>>>>
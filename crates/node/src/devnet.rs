//! In-process devnet: a full validator set sharing one process.
//!
//! Each validator gets its own bus, memory store, snapshot manager and
//! consensus engine. Validators talk over a [`LoopbackHub`].

use std::sync::Arc;
use std::time::Duration;

use anyhow::{anyhow, bail, Context, Result};
use hotchain_config::{Config, ProposerSelectionMode};
use hotchain_consensus::{
    ChainedBftEngine, ConsensusDeps, EngineConfig, ProposerSelection, StaticGovernance,
    TimeoutConfig, WalConfig,
};
use hotchain_core::{
    KeyAccessControl, KeySigningMember, MemoryBlockchainStore, MemoryLedgerCache, MsgBus,
    SigningMember, Topic,
};
use hotchain_crypto::PrivateKey;
use hotchain_snapshot::{ManagerConfig, SnapshotManager};
use hotchain_types::Block;
use tracing::{info, warn};

use crate::block_builder::BlockBuilder;
use crate::committer::LedgerCommitter;
use crate::executor::BlockExecutor;
use crate::network::LoopbackHub;
use crate::verifier::ExecutingVerifier;

/// One validator of the devnet.
pub struct DevnetNode {
    /// Routing id
    pub node_id: String,
    /// Consensus engine
    pub engine: Arc<ChainedBftEngine>,
    /// Committed blocks and state
    pub store: Arc<MemoryBlockchainStore>,
    /// Execution over the snapshot chain
    pub executor: Arc<BlockExecutor>,
}

/// A running set of in-process validators.
pub struct Devnet {
    nodes: Vec<DevnetNode>,
    hub: Arc<LoopbackHub>,
    stop_height: u64,
}

struct ValidatorKey {
    node_id: String,
    org_id: String,
    key: PrivateKey,
}

fn validator_keys(config: &Config) -> Result<Vec<ValidatorKey>> {
    if config.validators.is_empty() {
        return Ok((0..config.devnet.validator_count)
            .map(|i| ValidatorKey {
                node_id: format!("node{i}"),
                org_id: format!("org{i}"),
                key: PrivateKey::random(),
            })
            .collect());
    }
    config
        .validators
        .iter()
        .map(|v| {
            let key = v
                .parsed_private_key()?
                .ok_or_else(|| anyhow!("validator {} has no private_key", v.node_id))?;
            Ok(ValidatorKey {
                node_id: v.node_id.clone(),
                org_id: v.org_id.clone(),
                key,
            })
        })
        .collect()
}

fn engine_config(config: &Config, node_id: &str) -> EngineConfig {
    let consensus = &config.consensus;
    EngineConfig {
        timeouts: TimeoutConfig {
            base: consensus.base_timeout(),
            delta: consensus.timeout_delta(),
            max: consensus.max_timeout(),
        },
        channel_capacity: consensus.channel_capacity,
        selection: match consensus.proposer_selection {
            ProposerSelectionMode::RoundRobin => ProposerSelection::RoundRobin,
            ProposerSelectionMode::Shuffled => ProposerSelection::Shuffled,
        },
        chain_store_retention: consensus.chain_store_retention,
        fetch_batch_size: consensus.fetch_batch_size,
        wal: WalConfig {
            dir: consensus.wal.dir.join(node_id),
            sync_on_write: consensus.wal.sync_on_write,
            ..WalConfig::default()
        },
    }
}

impl Devnet {
    /// Wire every validator described by `config`.
    pub fn new(config: &Config) -> Result<Self> {
        let chain_id = config.chain.chain_id.clone();
        let keys = validator_keys(config)?;
        if keys.is_empty() {
            bail!("devnet needs at least one validator");
        }

        let signers: Vec<(String, Arc<KeySigningMember>)> = keys
            .into_iter()
            .map(|v| (v.node_id, Arc::new(KeySigningMember::new(v.org_id, v.key))))
            .collect();
        let governance = Arc::new(
            StaticGovernance::new(
                signers
                    .iter()
                    .map(|(id, s)| (id.clone(), s.member()))
                    .collect(),
                config.governance.epoch_length,
            )
            .with_min_quorum(config.governance.min_quorum)
            .with_timeouts(
                config.consensus.base_timeout_ms,
                config.consensus.timeout_delta_ms,
            ),
        );
        let ac = Arc::new(KeyAccessControl::with_trusted(
            signers.iter().map(|(_, s)| s.member()),
        ));
        let manager_config = ManagerConfig {
            gc_horizon: config.snapshot.gc_horizon,
            legacy_read_version_threshold: config.snapshot.legacy_read_version_threshold,
        };

        let genesis = Block::genesis(chain_id.clone());
        let hub = LoopbackHub::new();
        let mut nodes = Vec::with_capacity(signers.len());
        for (node_id, signer) in signers {
            let bus = Arc::new(MsgBus::new());
            let store = Arc::new(
                MemoryBlockchainStore::with_genesis(&genesis)
                    .with_context(|| format!("storing genesis for {node_id}"))?,
            );
            let ledger = Arc::new(MemoryLedgerCache::new(Some(genesis.clone())));
            let snapshots = Arc::new(SnapshotManager::new(store.clone(), manager_config));
            let executor = Arc::new(BlockExecutor::new(store.clone(), snapshots));

            bus.register(
                Topic::ProposeState,
                Arc::new(BlockBuilder::new(
                    chain_id.clone(),
                    signer.member(),
                    config.devnet.txs_per_block,
                    executor.clone(),
                    bus.clone(),
                )),
            );
            let net = Arc::new(hub.join(node_id.clone(), bus.clone()));
            let deps = ConsensusDeps {
                node_id: node_id.clone(),
                signer,
                ac: ac.clone(),
                net,
                store: store.clone(),
                ledger: ledger.clone(),
                verifier: Arc::new(ExecutingVerifier::new(chain_id.clone(), executor.clone())),
                committer: Arc::new(LedgerCommitter::new(
                    store.clone(),
                    ledger,
                    executor.clone(),
                    bus.clone(),
                )),
                governance: governance.clone(),
                bus,
            };
            let engine = ChainedBftEngine::new(deps, engine_config(config, &node_id))
                .with_context(|| format!("creating engine for {node_id}"))?;
            nodes.push(DevnetNode {
                node_id,
                engine,
                store,
                executor,
            });
        }

        info!(
            chain_id = %chain_id,
            validators = nodes.len(),
            txs_per_block = config.devnet.txs_per_block,
            "Devnet wired"
        );
        Ok(Self {
            nodes,
            hub,
            stop_height: config.devnet.stop_height,
        })
    }

    /// Validators, in configuration order.
    pub fn nodes(&self) -> &[DevnetNode] {
        &self.nodes
    }

    /// Start every engine.
    pub async fn start(&self) -> Result<()> {
        for node in &self.nodes {
            node.engine
                .start()
                .await
                .with_context(|| format!("starting {}", node.node_id))?;
        }
        info!(validators = self.nodes.len(), "Devnet started");
        Ok(())
    }

    /// Stop every engine and detach it from the hub.
    pub async fn stop(&self) {
        for node in &self.nodes {
            node.engine.stop().await;
            self.hub.leave(&node.node_id);
        }
        info!("Devnet stopped");
    }

    /// Lowest commit height across validators.
    pub fn min_commit_height(&self) -> u64 {
        self.nodes
            .iter()
            .map(|n| n.engine.commit_height())
            .min()
            .unwrap_or_default()
    }

    /// Start, then run until Ctrl-C or the configured stop height.
    pub async fn run(&self) -> Result<()> {
        self.start().await?;
        let mut status = tokio::time::interval(Duration::from_secs(5));
        let mut poll = tokio::time::interval(Duration::from_millis(100));
        loop {
            tokio::select! {
                _ = tokio::signal::ctrl_c() => {
                    info!("Received shutdown signal");
                    break;
                }
                _ = status.tick() => {
                    for node in &self.nodes {
                        let round = node.engine.round_state();
                        info!(
                            node = %node.node_id,
                            commit_height = node.engine.commit_height(),
                            height = round.height,
                            level = round.level,
                            snapshots = node.executor.snapshots().len(),
                            "Validator status"
                        );
                    }
                }
                _ = poll.tick() => {
                    if self.stop_height > 0 && self.min_commit_height() >= self.stop_height {
                        info!(height = self.stop_height, "Reached stop height");
                        break;
                    }
                    if self.nodes.iter().any(|n| !n.engine.is_running()) {
                        warn!("A validator engine exited");
                        break;
                    }
                }
            }
        }
        self.stop().await;
        Ok(())
    }
}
<<<<
[Work request]: Exactly as written, give the records again.

[Answer space]:
filename crates/node/src/devnet.rs
//! In-process devnet: a full validator set sharing one process.
//!
//! Each validator gets its own bus, memory store, snapshot manager and
//! consensus engine. Validators talk over a [`LoopbackHub`].

use std::sync::Arc;
use std::time::Duration;

use anyhow::{anyhow, bail, Context, Result};
use hotchain_config::{Config, ProposerSelectionMode};
use hotchain_consensus::{
    ChainedBftEngine, ConsensusDeps, EngineConfig, ProposerSelection, StaticGovernance,
    TimeoutConfig, WalConfig,
};
use hotchain_core::{
    KeyAccessControl, KeySigningMember, MemoryBlockchainStore, MemoryLedgerCache, MsgBus,
    SigningMember, Topic,
};
use hotchain_crypto::PrivateKey;
use hotchain_snapshot::{ManagerConfig, SnapshotManager};
use hotchain_types::Block;
use tracing::{info, warn};

use crate::block_builder::BlockBuilder;
use crate::committer::LedgerCommitter;
use crate::executor::BlockExecutor;
use crate::network::LoopbackHub;
use crate::verifier::ExecutingVerifier;

/// One validator of the devnet.
pub struct DevnetNode {
    /// Routing id
    pub node_id: String,
    /// Consensus engine
    pub engine: Arc<ChainedBftEngine>,
    /// Committed blocks and state
    pub store: Arc<MemoryBlockchainStore>,
    /// Execution over the snapshot chain
    pub executor: Arc<BlockExecutor>,
}

/// A running set of in-process validators.
pub struct Devnet {
    nodes: Vec<DevnetNode>,
    hub: Arc<LoopbackHub>,
    stop_height: u64,
}

struct ValidatorKey {
    node_id: String,
    org_id: String,
    key: PrivateKey,
}

fn validator_keys(config: &Config) -> Result<Vec<ValidatorKey>> {
    if config.validators.is_empty() {
        return Ok((0..config.devnet.validator_count)
            .map(|i| ValidatorKey {
                node_id: format!("node{i}"),
                org_id: format!("org{i}"),
                key: PrivateKey::random(),
            })
            .collect());
    }
    config
        .validators
        .iter()
        .map(|v| {
            let key = v
                .parsed_private_key()?
                .ok_or_else(|| anyhow!("validator {} has no private_key", v.node_id))?;
            Ok(ValidatorKey {
                node_id: v.node_id.clone(),
                org_id: v.org_id.clone(),
                key,
            })
        })
        .collect()
}

fn engine_config(config: &Config, node_id: &str) -> EngineConfig {
    let consensus = &config.consensus;
    EngineConfig {
        timeouts: TimeoutConfig {
            base: consensus.base_timeout(),
            delta: consensus.timeout_delta(),
            max: consensus.max_timeout(),
        },
        channel_capacity: consensus.channel_capacity,
        selection: match consensus.proposer_selection {
            ProposerSelectionMode::RoundRobin => ProposerSelection::RoundRobin,
            ProposerSelectionMode::Shuffled => ProposerSelection::Shuffled,
        },
        chain_store_retention: consensus.chain_store_retention,
        fetch_batch_size: consensus.fetch_batch_size,
        wal: WalConfig {
            dir: consensus.wal.dir.join(node_id),
            sync_on_write: consensus.wal.sync_on_write,
            ..WalConfig::default()
        },
    }
}

impl Devnet {
    /// Wire every validator described by `config`.
    pub fn new(config: &Config) -> Result<Self> {
        let chain_id = config.chain.chain_id.clone();
        let keys = validator_keys(config)?;
        if keys.is_empty() {
            bail!("devnet needs at least one validator");
        }

        let signers: Vec<(String, Arc<KeySigningMember>)> = keys
            .into_iter()
            .map(|v| (v.node_id, Arc::new(KeySigningMember::new(v.org_id, v.key))))
            .collect();
        let governance = Arc::new(
            StaticGovernance::new(
                signers
                    .iter()
                    .map(|(id, s)| (id.clone(), s.member()))
                    .collect(),
                config.governance.epoch_length,
            )
            .with_min_quorum(config.governance.min_quorum)
            .with_timeouts(
                config.consensus.base_timeout_ms,
                config.consensus.timeout_delta_ms,
            ),
        );
        let ac = Arc::new(KeyAccessControl::with_trusted(
            signers.iter().map(|(_, s)| s.member()),
        ));
        let manager_config = ManagerConfig {
            gc_horizon: config.snapshot.gc_horizon,
            legacy_read_version_threshold: config.snapshot.legacy_read_version_threshold,
        };

        let genesis = Block::genesis(chain_id.clone());
        let hub = LoopbackHub::new();
        let mut nodes = Vec::with_capacity(signers.len());
        for (node_id, signer) in signers {
            let bus = Arc::new(MsgBus::new());
            let store = Arc::new(
                MemoryBlockchainStore::with_genesis(&genesis)
                    .with_context(|| format!("storing genesis for {node_id}"))?,
            );
            let ledger = Arc::new(MemoryLedgerCache::new(Some(genesis.clone())));
            let snapshots = Arc::new(SnapshotManager::new(store.clone(), manager_config));
            let executor = Arc::new(BlockExecutor::new(store.clone(), snapshots));

            bus.register(
                Topic::ProposeState,
                Arc::new(BlockBuilder::new(
                    chain_id.clone(),
                    signer.member(),
                    config.devnet.txs_per_block,
                    executor.clone(),
                    bus.clone(),
                )),
            );
            let net = Arc::new(hub.join(node_id.clone(), bus.clone()));
            let deps = ConsensusDeps {
                node_id: node_id.clone(),
                signer,
                ac: ac.clone(),
                net,
                store: store.clone(),
                ledger: ledger.clone(),
                verifier: Arc::new(ExecutingVerifier::new(chain_id.clone(), executor.clone())),
                committer: Arc::new(LedgerCommitter::new(
                    store.clone(),
                    ledger,
                    executor.clone(),
                    bus.clone(),
                )),
                governance: governance.clone(),
                bus,
            };
            let engine = ChainedBftEngine::new(deps, engine_config(config, &node_id))
                .with_context(|| format!("creating engine for {node_id}"))?;
            nodes.push(DevnetNode {
                node_id,
                engine,
                store,
                executor,
            });
        }

        info!(
            chain_id = %chain_id,
            validators = nodes.len(),
            txs_per_block = config.devnet.txs_per_block,
            "Devnet wired"
        );
        Ok(Self {
            nodes,
            hub,
            stop_height: config.devnet.stop_height,
        })
    }

    /// Validators, in configuration order.
    pub fn nodes(&self) -> &[DevnetNode] {
        &self.nodes
    }

    /// Start every engine.
    pub async fn start(&self) -> Result<()> {
        for node in &self.nodes {
            node.engine
                .start()
                .await
                .with_context(|| format!("starting {}", node.node_id))?;
        }
        info!(validators = self.nodes.len(), "Devnet started");
        Ok(())
    }

    /// Stop every engine and detach it from the hub.
    pub async fn stop(&self) {
        for node in &self.nodes {
            node.engine.stop().await;
            self.hub.leave(&node.node_id);
        }
        info!("Devnet stopped");
    }

    /// Lowest commit height across validators.
    pub fn min_commit_height(&self) -> u64 {
        self.nodes
            .iter()
            .map(|n| n.engine.commit_height())
            .min()
            .unwrap_or_default()
    }

    /// Start, then run until Ctrl-C or the configured stop height.
    pub async fn run(&self) -> Result<()> {
        self.start().await?;
        let mut status = tokio::time::interval(Duration::from_secs(5));
        let mut poll = tokio::time::interval(Duration::from_millis(100));
        loop {
            tokio::select! {
                _ = tokio::signal::ctrl_c() => {
                    info!("Received shutdown signal");
                    break;
                }
                _ = status.tick() => {
                    for node in &self.nodes {
                        let round = node.engine.round_state();
                        info!(
                            node = %node.node_id,
                            commit_height = node.engine.commit_height(),
                            height = round.height,
                            level = round.level,
                            snapshots = node.executor.snapshots().len(),
                            "Validator status"
                        );
                    }
                }
                _ = poll.tick() => {
                    if self.stop_height > 0 && self.min_commit_height() >= self.stop_height {
                        info!(height = self.stop_height, "Reached stop height");
                        break;
                    }
                    if self.nodes.iter().any(|n| !n.engine.is_running()) {
                        warn!("A validator engine exited");
                        break;
                    }
                }
            }
        }
        self.stop().await;
        Ok(())
    }
}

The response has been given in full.